[[ Dataset, beginning ]]

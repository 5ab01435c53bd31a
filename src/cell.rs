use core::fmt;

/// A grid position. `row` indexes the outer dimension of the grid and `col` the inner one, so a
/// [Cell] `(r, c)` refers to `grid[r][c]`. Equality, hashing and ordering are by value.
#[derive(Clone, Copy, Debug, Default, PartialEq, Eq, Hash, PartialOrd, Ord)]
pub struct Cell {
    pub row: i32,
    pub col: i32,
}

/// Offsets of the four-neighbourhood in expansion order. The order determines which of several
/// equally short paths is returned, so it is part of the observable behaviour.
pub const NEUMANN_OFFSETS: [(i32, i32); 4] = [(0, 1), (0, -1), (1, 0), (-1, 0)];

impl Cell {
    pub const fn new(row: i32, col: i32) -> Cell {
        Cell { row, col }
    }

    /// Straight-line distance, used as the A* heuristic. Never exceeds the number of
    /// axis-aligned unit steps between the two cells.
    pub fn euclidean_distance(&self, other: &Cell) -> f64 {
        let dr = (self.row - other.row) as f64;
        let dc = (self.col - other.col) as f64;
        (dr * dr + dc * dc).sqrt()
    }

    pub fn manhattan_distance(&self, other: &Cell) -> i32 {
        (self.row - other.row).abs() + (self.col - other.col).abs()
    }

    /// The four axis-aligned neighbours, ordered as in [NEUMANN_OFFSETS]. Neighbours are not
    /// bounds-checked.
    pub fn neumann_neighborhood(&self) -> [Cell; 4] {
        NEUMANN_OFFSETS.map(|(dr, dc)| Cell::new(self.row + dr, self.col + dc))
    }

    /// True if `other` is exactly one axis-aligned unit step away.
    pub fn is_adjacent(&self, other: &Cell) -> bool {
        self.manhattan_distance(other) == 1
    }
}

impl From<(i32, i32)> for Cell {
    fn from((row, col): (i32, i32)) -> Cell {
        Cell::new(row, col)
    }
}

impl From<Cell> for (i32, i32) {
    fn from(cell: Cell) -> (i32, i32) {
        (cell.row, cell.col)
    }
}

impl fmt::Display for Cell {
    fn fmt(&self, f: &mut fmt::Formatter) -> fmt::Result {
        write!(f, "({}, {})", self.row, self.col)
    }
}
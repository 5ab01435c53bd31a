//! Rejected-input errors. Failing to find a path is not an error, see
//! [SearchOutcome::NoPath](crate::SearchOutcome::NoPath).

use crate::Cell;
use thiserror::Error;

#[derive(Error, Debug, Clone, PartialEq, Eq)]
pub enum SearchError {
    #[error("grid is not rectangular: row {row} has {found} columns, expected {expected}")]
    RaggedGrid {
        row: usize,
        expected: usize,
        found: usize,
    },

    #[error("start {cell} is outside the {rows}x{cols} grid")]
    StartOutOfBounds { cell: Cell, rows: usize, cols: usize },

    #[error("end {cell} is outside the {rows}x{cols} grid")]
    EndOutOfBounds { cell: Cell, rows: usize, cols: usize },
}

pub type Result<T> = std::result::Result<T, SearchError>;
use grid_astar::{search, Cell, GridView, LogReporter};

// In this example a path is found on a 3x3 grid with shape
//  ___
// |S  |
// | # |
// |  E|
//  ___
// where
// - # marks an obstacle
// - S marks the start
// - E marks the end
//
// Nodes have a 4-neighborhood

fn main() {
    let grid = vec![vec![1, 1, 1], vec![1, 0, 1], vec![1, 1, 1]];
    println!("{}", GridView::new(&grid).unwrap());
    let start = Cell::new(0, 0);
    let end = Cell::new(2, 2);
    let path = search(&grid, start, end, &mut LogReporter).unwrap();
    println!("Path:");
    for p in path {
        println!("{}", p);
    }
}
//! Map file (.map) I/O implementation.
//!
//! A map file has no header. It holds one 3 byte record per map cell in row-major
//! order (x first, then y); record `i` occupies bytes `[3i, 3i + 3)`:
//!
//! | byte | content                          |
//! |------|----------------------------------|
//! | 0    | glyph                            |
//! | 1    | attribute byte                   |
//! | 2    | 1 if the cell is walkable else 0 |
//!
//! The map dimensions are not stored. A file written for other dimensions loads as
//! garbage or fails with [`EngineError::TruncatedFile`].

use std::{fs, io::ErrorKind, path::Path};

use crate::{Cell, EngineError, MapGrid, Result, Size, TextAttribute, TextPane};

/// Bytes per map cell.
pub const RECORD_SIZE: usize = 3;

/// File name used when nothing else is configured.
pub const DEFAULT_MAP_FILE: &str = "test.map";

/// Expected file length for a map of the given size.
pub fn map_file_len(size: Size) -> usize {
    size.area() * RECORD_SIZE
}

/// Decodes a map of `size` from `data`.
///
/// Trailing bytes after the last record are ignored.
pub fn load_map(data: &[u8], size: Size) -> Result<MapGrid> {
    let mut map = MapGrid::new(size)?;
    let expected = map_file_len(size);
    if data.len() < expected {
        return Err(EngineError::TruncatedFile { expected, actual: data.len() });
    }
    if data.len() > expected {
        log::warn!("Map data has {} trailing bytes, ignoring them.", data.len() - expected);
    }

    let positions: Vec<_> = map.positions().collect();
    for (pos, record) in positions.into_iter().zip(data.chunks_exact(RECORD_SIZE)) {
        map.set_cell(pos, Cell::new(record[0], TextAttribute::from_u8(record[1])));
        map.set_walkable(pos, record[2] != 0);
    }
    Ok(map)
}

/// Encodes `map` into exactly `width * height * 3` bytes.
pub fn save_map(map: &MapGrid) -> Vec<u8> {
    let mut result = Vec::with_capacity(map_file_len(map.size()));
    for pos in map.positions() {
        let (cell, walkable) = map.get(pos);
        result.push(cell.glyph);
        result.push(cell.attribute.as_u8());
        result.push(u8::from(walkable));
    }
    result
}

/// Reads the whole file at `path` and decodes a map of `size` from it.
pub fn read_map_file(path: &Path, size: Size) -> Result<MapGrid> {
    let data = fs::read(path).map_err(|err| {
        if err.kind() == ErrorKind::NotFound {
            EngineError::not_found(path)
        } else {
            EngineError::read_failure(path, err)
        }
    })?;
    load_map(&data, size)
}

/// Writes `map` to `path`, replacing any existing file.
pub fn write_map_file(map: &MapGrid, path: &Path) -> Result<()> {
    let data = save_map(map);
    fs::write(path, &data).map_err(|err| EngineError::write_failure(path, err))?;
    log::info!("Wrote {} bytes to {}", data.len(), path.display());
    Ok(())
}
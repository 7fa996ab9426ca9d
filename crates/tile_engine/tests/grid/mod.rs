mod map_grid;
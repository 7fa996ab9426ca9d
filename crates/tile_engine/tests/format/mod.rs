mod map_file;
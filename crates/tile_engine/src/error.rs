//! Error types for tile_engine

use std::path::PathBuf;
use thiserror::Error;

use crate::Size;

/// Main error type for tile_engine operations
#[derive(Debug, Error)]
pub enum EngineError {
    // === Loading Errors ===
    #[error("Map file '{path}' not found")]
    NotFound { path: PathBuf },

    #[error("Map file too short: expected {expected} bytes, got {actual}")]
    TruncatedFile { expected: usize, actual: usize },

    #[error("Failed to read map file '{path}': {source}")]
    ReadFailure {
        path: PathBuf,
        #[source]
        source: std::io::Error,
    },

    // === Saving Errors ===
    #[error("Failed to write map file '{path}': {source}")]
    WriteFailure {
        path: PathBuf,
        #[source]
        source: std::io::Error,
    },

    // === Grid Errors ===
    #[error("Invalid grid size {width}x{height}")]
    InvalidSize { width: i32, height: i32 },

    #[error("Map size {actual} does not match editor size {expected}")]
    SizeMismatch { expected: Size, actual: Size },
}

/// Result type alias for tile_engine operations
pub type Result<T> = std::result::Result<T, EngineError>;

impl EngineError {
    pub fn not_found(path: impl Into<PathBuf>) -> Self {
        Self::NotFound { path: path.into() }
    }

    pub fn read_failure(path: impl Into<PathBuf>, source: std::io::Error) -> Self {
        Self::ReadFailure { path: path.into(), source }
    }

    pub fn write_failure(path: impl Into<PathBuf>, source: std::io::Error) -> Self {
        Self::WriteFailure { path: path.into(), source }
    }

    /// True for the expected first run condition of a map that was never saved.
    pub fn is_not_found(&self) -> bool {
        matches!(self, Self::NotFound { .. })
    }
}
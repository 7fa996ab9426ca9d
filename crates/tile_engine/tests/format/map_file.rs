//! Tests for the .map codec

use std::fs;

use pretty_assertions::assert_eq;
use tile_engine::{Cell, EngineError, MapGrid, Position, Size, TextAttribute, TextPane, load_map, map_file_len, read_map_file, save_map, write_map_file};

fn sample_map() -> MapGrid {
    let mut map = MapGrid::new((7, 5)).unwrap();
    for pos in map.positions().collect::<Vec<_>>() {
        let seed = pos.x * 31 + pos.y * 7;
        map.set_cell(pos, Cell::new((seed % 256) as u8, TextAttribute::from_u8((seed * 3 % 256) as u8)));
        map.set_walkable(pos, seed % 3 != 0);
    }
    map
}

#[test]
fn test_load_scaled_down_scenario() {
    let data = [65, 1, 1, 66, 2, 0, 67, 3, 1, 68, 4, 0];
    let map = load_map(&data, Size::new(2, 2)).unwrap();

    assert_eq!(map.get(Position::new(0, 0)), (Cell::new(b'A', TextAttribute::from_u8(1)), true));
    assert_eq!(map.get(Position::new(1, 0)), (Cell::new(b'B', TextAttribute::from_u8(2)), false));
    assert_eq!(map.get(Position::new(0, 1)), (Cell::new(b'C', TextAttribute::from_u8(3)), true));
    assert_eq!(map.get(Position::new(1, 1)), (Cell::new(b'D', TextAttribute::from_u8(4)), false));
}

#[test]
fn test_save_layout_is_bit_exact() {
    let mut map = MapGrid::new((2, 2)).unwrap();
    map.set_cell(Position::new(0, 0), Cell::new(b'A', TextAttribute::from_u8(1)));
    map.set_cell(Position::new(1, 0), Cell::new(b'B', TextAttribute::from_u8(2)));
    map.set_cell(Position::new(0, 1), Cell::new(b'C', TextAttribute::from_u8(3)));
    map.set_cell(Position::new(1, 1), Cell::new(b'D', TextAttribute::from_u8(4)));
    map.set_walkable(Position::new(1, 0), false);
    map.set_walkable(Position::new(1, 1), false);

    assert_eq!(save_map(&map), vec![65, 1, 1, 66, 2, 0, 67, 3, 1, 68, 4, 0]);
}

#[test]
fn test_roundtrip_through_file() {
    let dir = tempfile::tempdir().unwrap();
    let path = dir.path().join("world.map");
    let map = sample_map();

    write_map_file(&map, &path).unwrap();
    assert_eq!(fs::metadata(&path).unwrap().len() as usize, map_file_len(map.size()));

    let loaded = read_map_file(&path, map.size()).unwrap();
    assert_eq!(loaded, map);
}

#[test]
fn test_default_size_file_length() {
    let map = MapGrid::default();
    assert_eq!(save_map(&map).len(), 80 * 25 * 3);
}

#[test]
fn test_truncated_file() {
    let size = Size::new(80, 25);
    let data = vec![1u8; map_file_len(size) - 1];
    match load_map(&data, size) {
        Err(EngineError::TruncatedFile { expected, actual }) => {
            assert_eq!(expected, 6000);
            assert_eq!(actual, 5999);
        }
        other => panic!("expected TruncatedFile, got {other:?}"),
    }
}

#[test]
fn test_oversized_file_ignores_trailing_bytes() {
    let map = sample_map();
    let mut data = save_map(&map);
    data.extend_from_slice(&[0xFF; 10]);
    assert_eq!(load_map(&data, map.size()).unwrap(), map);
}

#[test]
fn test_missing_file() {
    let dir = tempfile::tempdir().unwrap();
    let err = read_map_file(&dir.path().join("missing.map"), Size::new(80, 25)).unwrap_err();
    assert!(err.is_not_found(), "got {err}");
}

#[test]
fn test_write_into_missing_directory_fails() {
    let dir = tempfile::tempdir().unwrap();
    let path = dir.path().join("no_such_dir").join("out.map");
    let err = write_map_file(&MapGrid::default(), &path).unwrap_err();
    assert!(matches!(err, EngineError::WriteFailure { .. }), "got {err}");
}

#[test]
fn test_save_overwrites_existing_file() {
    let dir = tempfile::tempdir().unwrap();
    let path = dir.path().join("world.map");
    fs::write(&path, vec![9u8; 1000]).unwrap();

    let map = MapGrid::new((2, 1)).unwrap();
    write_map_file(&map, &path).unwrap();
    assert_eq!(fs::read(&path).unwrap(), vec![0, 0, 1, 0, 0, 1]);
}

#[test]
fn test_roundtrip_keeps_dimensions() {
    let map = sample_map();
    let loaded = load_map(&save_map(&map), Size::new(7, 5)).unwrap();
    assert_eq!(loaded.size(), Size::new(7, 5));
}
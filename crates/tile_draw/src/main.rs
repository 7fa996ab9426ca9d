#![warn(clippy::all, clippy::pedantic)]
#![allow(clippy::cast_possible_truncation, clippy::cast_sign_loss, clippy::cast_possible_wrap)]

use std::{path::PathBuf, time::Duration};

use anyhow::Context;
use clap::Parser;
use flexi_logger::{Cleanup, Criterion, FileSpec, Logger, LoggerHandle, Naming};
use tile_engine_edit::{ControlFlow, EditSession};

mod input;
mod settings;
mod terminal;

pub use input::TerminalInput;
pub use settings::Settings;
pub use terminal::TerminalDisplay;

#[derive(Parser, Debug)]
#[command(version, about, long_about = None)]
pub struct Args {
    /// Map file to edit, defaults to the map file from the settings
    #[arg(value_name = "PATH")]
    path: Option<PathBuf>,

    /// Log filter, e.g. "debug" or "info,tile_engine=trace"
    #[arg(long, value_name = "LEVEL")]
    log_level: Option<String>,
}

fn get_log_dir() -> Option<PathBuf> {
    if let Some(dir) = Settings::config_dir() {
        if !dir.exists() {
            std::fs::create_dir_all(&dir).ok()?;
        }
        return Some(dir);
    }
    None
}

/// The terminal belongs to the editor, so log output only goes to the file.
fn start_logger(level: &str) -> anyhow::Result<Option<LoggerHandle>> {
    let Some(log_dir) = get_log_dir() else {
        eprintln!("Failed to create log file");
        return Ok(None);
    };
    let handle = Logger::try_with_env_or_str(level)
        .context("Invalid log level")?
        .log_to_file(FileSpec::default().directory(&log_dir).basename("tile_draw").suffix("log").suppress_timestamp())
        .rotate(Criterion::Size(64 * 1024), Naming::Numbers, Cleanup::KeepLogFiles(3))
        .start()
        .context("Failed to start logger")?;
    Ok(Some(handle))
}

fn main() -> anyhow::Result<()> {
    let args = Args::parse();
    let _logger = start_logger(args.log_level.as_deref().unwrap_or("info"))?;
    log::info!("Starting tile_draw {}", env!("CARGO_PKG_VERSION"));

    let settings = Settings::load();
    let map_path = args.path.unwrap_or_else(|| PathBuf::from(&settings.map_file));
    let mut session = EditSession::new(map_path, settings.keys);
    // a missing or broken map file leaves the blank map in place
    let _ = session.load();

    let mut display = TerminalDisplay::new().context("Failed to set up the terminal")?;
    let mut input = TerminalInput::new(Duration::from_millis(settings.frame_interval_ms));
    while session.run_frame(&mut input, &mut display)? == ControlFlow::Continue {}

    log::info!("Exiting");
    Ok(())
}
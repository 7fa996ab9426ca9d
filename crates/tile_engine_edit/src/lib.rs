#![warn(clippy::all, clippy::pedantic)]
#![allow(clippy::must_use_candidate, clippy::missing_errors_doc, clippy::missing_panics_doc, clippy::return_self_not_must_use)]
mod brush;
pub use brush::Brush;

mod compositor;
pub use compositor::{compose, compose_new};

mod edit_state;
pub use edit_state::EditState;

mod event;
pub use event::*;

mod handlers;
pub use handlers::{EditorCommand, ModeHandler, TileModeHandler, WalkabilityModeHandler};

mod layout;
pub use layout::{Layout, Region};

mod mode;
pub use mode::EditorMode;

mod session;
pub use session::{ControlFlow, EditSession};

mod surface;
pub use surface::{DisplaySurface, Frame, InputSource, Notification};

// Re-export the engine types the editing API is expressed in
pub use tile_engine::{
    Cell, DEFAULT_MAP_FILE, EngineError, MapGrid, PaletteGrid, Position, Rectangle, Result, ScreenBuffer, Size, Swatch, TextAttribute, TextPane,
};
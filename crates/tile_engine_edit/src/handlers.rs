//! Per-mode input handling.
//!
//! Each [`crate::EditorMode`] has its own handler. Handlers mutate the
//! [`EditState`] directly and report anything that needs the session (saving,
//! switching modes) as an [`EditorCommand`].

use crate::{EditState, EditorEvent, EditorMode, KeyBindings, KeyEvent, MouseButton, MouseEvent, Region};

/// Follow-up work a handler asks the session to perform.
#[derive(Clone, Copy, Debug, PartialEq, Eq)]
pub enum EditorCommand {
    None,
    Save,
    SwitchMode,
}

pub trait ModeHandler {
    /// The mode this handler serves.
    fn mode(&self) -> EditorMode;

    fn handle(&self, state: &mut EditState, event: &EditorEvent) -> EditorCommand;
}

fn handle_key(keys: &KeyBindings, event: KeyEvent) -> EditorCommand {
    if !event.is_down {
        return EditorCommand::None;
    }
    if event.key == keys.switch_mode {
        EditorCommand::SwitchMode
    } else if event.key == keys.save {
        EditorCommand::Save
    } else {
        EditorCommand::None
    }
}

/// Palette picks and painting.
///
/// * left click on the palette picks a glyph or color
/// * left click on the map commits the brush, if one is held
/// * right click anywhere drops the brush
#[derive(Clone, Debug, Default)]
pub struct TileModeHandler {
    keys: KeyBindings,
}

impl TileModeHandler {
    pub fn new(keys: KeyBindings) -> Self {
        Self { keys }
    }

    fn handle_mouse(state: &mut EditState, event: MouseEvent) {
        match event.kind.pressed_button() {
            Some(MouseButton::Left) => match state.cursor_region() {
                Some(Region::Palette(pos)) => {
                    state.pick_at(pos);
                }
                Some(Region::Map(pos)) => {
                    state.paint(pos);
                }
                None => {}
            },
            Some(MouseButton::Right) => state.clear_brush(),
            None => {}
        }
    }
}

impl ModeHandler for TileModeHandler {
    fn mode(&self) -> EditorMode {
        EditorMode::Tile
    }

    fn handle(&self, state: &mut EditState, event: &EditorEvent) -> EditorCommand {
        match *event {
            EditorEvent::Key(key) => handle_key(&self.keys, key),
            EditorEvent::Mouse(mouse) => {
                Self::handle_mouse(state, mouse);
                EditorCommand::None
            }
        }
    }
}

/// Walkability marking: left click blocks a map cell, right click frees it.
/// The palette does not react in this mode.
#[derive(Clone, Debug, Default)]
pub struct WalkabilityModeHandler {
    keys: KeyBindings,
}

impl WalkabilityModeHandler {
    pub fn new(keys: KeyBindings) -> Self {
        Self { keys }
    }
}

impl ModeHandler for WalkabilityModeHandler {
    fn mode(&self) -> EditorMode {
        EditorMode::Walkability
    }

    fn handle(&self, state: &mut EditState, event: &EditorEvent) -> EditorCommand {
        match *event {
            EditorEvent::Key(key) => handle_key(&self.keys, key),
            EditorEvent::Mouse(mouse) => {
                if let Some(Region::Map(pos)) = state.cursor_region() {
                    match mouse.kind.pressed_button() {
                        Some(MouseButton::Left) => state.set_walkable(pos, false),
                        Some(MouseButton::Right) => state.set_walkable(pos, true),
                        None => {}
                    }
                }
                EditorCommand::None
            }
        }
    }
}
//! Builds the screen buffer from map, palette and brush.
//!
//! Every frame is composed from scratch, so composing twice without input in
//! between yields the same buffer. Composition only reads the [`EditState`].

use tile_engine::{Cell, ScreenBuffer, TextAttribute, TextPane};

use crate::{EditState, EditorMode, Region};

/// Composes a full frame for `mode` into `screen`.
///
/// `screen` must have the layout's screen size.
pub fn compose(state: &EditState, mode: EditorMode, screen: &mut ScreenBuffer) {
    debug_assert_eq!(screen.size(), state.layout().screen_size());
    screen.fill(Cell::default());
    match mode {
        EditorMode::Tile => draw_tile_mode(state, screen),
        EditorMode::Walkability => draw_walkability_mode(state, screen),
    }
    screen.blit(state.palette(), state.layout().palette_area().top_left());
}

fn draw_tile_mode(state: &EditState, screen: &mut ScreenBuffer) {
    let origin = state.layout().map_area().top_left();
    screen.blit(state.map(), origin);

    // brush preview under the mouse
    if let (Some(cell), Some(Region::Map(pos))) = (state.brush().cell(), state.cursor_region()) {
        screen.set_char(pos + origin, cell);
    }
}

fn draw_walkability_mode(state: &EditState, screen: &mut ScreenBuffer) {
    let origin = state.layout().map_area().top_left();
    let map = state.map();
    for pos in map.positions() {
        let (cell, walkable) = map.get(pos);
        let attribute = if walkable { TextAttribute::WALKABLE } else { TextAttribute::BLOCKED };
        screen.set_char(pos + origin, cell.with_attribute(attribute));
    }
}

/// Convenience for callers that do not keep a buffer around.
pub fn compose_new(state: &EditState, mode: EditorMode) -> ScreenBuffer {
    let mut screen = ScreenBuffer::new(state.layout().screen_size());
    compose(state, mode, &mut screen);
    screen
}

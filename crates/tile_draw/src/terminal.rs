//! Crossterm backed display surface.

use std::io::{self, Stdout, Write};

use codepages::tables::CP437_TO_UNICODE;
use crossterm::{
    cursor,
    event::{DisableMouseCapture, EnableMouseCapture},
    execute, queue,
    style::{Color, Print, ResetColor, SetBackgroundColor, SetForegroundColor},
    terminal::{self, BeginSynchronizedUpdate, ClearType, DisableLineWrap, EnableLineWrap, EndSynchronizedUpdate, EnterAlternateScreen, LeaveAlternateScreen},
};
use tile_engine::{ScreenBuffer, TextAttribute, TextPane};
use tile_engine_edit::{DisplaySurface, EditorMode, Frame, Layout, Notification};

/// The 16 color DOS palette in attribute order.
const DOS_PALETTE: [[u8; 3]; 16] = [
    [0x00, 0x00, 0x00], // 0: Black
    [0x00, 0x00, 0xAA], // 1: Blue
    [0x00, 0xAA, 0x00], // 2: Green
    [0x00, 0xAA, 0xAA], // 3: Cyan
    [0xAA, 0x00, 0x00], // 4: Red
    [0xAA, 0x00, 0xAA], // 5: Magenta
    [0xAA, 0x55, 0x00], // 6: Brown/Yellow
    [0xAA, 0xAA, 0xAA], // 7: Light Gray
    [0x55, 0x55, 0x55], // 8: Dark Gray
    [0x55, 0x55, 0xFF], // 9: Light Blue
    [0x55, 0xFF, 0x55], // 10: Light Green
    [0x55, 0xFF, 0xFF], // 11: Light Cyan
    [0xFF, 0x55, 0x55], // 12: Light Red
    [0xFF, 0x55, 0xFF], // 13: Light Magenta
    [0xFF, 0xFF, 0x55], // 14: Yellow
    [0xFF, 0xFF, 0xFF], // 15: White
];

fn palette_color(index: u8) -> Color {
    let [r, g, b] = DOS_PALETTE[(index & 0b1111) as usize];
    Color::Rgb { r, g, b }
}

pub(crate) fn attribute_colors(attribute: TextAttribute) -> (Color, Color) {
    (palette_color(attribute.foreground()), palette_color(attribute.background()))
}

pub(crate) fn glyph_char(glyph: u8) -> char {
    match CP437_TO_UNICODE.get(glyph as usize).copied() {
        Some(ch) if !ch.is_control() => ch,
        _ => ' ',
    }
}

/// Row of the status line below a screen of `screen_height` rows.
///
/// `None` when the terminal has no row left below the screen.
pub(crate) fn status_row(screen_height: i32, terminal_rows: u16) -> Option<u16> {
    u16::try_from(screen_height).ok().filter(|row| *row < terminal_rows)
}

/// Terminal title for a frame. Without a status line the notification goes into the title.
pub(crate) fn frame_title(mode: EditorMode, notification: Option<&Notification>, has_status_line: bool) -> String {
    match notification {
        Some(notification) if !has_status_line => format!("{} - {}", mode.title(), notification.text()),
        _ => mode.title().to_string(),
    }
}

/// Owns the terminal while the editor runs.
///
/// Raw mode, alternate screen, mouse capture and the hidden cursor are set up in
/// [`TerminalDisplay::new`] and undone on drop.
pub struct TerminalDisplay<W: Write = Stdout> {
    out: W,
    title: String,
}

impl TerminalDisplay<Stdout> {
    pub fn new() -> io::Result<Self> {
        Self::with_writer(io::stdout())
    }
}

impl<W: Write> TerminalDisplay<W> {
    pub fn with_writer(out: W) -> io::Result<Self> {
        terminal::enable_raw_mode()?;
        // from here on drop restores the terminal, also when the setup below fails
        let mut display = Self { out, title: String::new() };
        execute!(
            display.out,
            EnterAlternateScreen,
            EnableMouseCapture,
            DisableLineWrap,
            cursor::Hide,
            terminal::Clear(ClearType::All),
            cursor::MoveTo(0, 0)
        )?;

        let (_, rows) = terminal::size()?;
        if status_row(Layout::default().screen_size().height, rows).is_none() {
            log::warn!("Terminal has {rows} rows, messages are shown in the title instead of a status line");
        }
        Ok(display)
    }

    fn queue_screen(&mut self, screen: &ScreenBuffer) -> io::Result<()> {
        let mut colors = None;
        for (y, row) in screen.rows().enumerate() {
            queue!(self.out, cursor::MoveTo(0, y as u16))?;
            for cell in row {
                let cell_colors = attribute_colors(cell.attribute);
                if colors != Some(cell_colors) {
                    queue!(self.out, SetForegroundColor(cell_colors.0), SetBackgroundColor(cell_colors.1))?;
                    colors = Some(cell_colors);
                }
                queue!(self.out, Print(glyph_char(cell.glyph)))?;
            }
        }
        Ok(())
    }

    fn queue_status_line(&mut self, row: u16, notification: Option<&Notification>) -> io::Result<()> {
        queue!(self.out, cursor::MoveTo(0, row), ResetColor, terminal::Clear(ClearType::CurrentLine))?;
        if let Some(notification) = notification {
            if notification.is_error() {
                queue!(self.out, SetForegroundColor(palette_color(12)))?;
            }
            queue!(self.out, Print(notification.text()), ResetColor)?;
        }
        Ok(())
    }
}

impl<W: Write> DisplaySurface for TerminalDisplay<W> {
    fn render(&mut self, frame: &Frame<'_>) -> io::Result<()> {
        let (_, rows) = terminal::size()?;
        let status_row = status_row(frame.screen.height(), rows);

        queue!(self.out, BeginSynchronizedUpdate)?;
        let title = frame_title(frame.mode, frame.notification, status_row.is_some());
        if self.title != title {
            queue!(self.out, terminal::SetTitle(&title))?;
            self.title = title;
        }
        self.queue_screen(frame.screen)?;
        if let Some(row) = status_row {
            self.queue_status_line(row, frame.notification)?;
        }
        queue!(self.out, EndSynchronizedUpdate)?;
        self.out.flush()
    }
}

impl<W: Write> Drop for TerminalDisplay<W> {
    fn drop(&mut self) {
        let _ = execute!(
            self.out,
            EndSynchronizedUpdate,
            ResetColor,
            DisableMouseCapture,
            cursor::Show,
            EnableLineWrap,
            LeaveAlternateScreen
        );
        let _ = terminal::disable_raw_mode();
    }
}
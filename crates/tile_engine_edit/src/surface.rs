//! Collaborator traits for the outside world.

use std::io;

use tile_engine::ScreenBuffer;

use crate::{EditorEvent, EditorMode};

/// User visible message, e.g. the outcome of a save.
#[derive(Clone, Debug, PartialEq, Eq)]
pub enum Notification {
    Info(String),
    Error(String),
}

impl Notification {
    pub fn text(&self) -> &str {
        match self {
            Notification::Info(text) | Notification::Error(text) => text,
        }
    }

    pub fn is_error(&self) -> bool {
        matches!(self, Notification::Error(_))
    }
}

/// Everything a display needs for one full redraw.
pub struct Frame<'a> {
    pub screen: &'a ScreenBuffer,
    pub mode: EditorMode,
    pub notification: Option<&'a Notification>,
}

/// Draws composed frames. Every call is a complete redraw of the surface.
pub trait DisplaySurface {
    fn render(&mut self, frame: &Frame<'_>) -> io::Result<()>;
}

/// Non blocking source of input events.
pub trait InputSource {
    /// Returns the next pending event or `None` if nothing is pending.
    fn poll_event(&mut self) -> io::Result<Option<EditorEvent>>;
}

[[ Dataset, end ]]

**Work instructions**
Which lines of the data contain the word "TileModeHandler"? Copy each one.

**Answer for the task**
pub use handlers::{EditorCommand, ModeHandler, TileModeHandler, WalkabilityModeHandler};
pub struct TileModeHandler {
impl TileModeHandler {
impl ModeHandler for TileModeHandler {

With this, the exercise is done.